Urban wildlife may also have something to teach us.
Many successful urban wildlife species, like the fox, are generalists and ominvores. The fox mainly hunts small mammals (mice or rabbits), birds and reptiles, but will also feed on fruits, berries, seeds, or fungi, as well as the occasional dog or cat food sitting on a porch (you might want to consider changing the location of your pet’s food). They are known to be flexible and resourceful, the definition of a resilient species. Foxes often live in parks and woodland edges, like my neighbor, whom I believe lives in a wooded spot tucked into a wide boulevard nearby.
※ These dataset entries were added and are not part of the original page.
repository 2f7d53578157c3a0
//! # Scalar Codec
//!
//! Single-value encode and decode, dispatched on `ScalarType`.
//!
//! ## Invariants
//! - **Exact Width**: `encode` appends exactly `ty.width()` bytes. `decode` must be given
//!   exactly `ty.width()` bytes; anything else is a bug in the caller and panics.
//! - **Lossless**: `decode(encode(v)) == v` for every value representable under the policy.
//! - **Policy Scope**: `Representation` only affects negative values of signed types.

use crate::types::Endianness;
use crate::types::Error;
use crate::types::Representation;
use crate::types::Result;
use crate::types::ScalarType;
use crate::types::Value;

/// Appends the encoding of `value` to `out`.
///
/// # Errors
/// Returns `Error::OutOfRange` only for `OnesComplement` and the two's-complement
/// minimum of a signed width, which has no ones'-complement encoding.
pub fn encode(value: Value, endianness: Endianness, repr: Representation, out: &mut Vec<u8>) -> Result<()> {
    let raw = to_raw(value, repr)?;
    write_raw(raw, value.ty().width(), endianness, out);
    Ok(())
}

/// Decodes a value of type `ty` from exactly `ty.width()` bytes.
///
/// # Panics
/// If `bytes.len() != ty.width()`.
pub fn decode(bytes: &[u8], ty: ScalarType, endianness: Endianness, repr: Representation) -> Value {
    assert_eq!(bytes.len(), ty.width(), "{} decode requires exactly {} bytes", ty, ty.width());
    from_raw(read_raw(bytes, endianness), ty, repr)
}

/// Appends `raw` as an unsigned integer of `width` bytes.
///
/// # Panics
/// If `width` is not in `1..=8` or `raw` does not fit in `width` bytes.
pub fn encode_unsigned(raw: u64, width: usize, endianness: Endianness, out: &mut Vec<u8>) {
    assert!((1..=8).contains(&width), "unsigned width {} out of 1..=8", width);
    assert!(width == 8 || raw >> (width * 8) == 0, "{} does not fit in {} bytes", raw, width);
    write_raw(raw, width, endianness, out);
}

/// Decodes an unsigned integer spanning all of `bytes`.
///
/// # Panics
/// If `bytes` is empty or longer than 8.
pub fn decode_unsigned(bytes: &[u8], endianness: Endianness) -> u64 {
    assert!((1..=8).contains(&bytes.len()), "unsigned width {} out of 1..=8", bytes.len());
    read_raw(bytes, endianness)
}

fn to_raw(value: Value, repr: Representation) -> Result<u64> {
    let ty = value.ty();
    let v = value.as_i128();
    if v >= 0 {
        return Ok(v as u64);
    }
    if v < ty.min(repr) {
        return Err(Error::OutOfRange { ty, value: v });
    }
    let raw = match repr {
        Representation::TwosComplement => v as i64 as u64,
        Representation::OnesComplement => !((-v) as u64),
    };
    Ok(raw & ty.mask())
}

fn from_raw(raw: u64, ty: ScalarType, repr: Representation) -> Value {
    let raw = raw & ty.mask();
    if !ty.is_signed() || raw >> (ty.bits() - 1) == 0 {
        return Value::from_i128_unchecked(ty, raw as i128);
    }
    let v = match repr {
        Representation::TwosComplement => raw as i128 - (1i128 << ty.bits()),
        Representation::OnesComplement => -((!raw & ty.mask()) as i128),
    };
    Value::from_i128_unchecked(ty, v)
}

fn write_raw(raw: u64, width: usize, endianness: Endianness, out: &mut Vec<u8>) {
    match endianness {
        Endianness::Little => out.extend_from_slice(&raw.to_le_bytes()[..width]),
        Endianness::Big => out.extend_from_slice(&raw.to_be_bytes()[8 - width..]),
    }
}

fn read_raw(bytes: &[u8], endianness: Endianness) -> u64 {
    match endianness {
        Endianness::Little => bytes.iter().rev().fold(0u64, |acc, b| (acc << 8) | *b as u64),
        Endianness::Big => bytes.iter().fold(0u64, |acc, b| (acc << 8) | *b as u64),
    }
}
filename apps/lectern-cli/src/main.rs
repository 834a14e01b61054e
use clap::Parser;

#[tokio::main]
async fn main() -> color_eyre::Result<()> {
	color_eyre::install()?;
	let args = lectern_cli::Args::parse();
	lectern_cli::run(args).await
}
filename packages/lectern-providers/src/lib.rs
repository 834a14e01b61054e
pub mod embedding;
pub mod generation;
pub mod rerank;

mod error;

pub use error::{Error, Result};

use reqwest::header::{AUTHORIZATION, HeaderMap, HeaderName};
use serde_json::{Map, Value};

pub fn default_headers(headers: &Map<String, Value>) -> Result<HeaderMap> {
	let mut out = HeaderMap::new();

	for (key, value) in headers {
		let Some(raw) = value.as_str() else {
			return Err(Error::InvalidConfig {
				message: "Default header values must be strings.".to_string(),
			});
		};

		out.insert(HeaderName::from_bytes(key.as_bytes())?, raw.parse()?);
	}

	Ok(out)
}

pub fn auth_headers(api_key: &str, headers: &Map<String, Value>) -> Result<HeaderMap> {
	let mut out = default_headers(headers)?;

	out.insert(AUTHORIZATION, format!("Bearer {api_key}").parse()?);

	Ok(out)
}
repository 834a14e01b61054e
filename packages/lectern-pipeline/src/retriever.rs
use lectern_index::Candidate;

use crate::{Error, Result};

/// How many leading candidates get rerank scores. Never more than the
/// candidate count.
pub(crate) fn clamp_top_n(rerank_top_n: u32, candidate_count: usize) -> usize {
	(rerank_top_n as usize).min(candidate_count)
}

/// Attaches `scores` to the first `top_n` candidates and reorders that head
/// by score, highest first. The tail past `top_n` keeps its similarity order
/// and stays unscored. The sort is stable, so equal scores keep their
/// retrieval order.
pub(crate) fn apply_scores(
	mut candidates: Vec<Candidate>,
	scores: &[f32],
	top_n: usize,
) -> Result<Vec<Candidate>> {
	if scores.len() != top_n {
		return Err(Error::Provider {
			message: "Rerank provider returned mismatched score count.".to_string(),
		});
	}

	let tail = candidates.split_off(top_n);
	let mut head = candidates;

	for (candidate, score) in head.iter_mut().zip(scores) {
		candidate.score = Some(*score);
	}

	head.sort_by(|a, b| {
		b.score
			.partial_cmp(&a.score)
			.unwrap_or(std::cmp::Ordering::Equal)
	});
	head.extend(tail);

	Ok(head)
}
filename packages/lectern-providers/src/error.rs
pub type Result<T, E = Error> = std::result::Result<T, E>;

#[derive(Debug, thiserror::Error)]
pub enum Error {
	#[error(transparent)]
	Reqwest(#[from] reqwest::Error),
	#[error(transparent)]
	SerdeJson(#[from] serde_json::Error),
	#[error(transparent)]
	InvalidHeaderName(#[from] reqwest::header::InvalidHeaderName),
	#[error(transparent)]
	InvalidHeaderValue(#[from] reqwest::header::InvalidHeaderValue),
	#[error("{message}")]
	InvalidConfig { message: String },
	#[error("{message}")]
	InvalidResponse { message: String },
}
Many scientists are studying wildlife in our cities to better understand their response to urban development. Seth Magle, a wildlife researcher in Chicago, wrote a few years ago that the “city is the fastest growing ecosystem on the planet.” It behooves us to understand how these systems function and evolve with the constant pressures of human development, climate change, and changing conditions and to appreciate that we are not alone in these spaces. Magle is part of the Lincoln Park Zoo’s Urban Wildlife Institute, which has set up monitoring stations in Chicago’s city parks, forest preserves, golf courses, and cemeteries to gather data on wildlife behavior and population dynamics.
The US Forest Service has also recognized the value of urban wildlife, noting that protecting and restoring habitat in our cities and suburbs is a vital component of wildlife conservation, stressing that local conservation and restoration efforts can provide important benefits. Forest Service scientists are studying animal behavior and habitat modeling to determine how urbanization can best meet the needs of wildlife while meeting the needs of the human community.
While we may still be drawn to exploring the wilds of the open spaces outside of our cities, it is worth remembering that we share our cities with a pretty intriguing community of critters too. And we have a responsibility to help steward our urban natural lands. If you are a city-dweller I urge you to keep your ears and eyes open. You just might witness fascinating rituals and behaviors of creatures in places you least expected!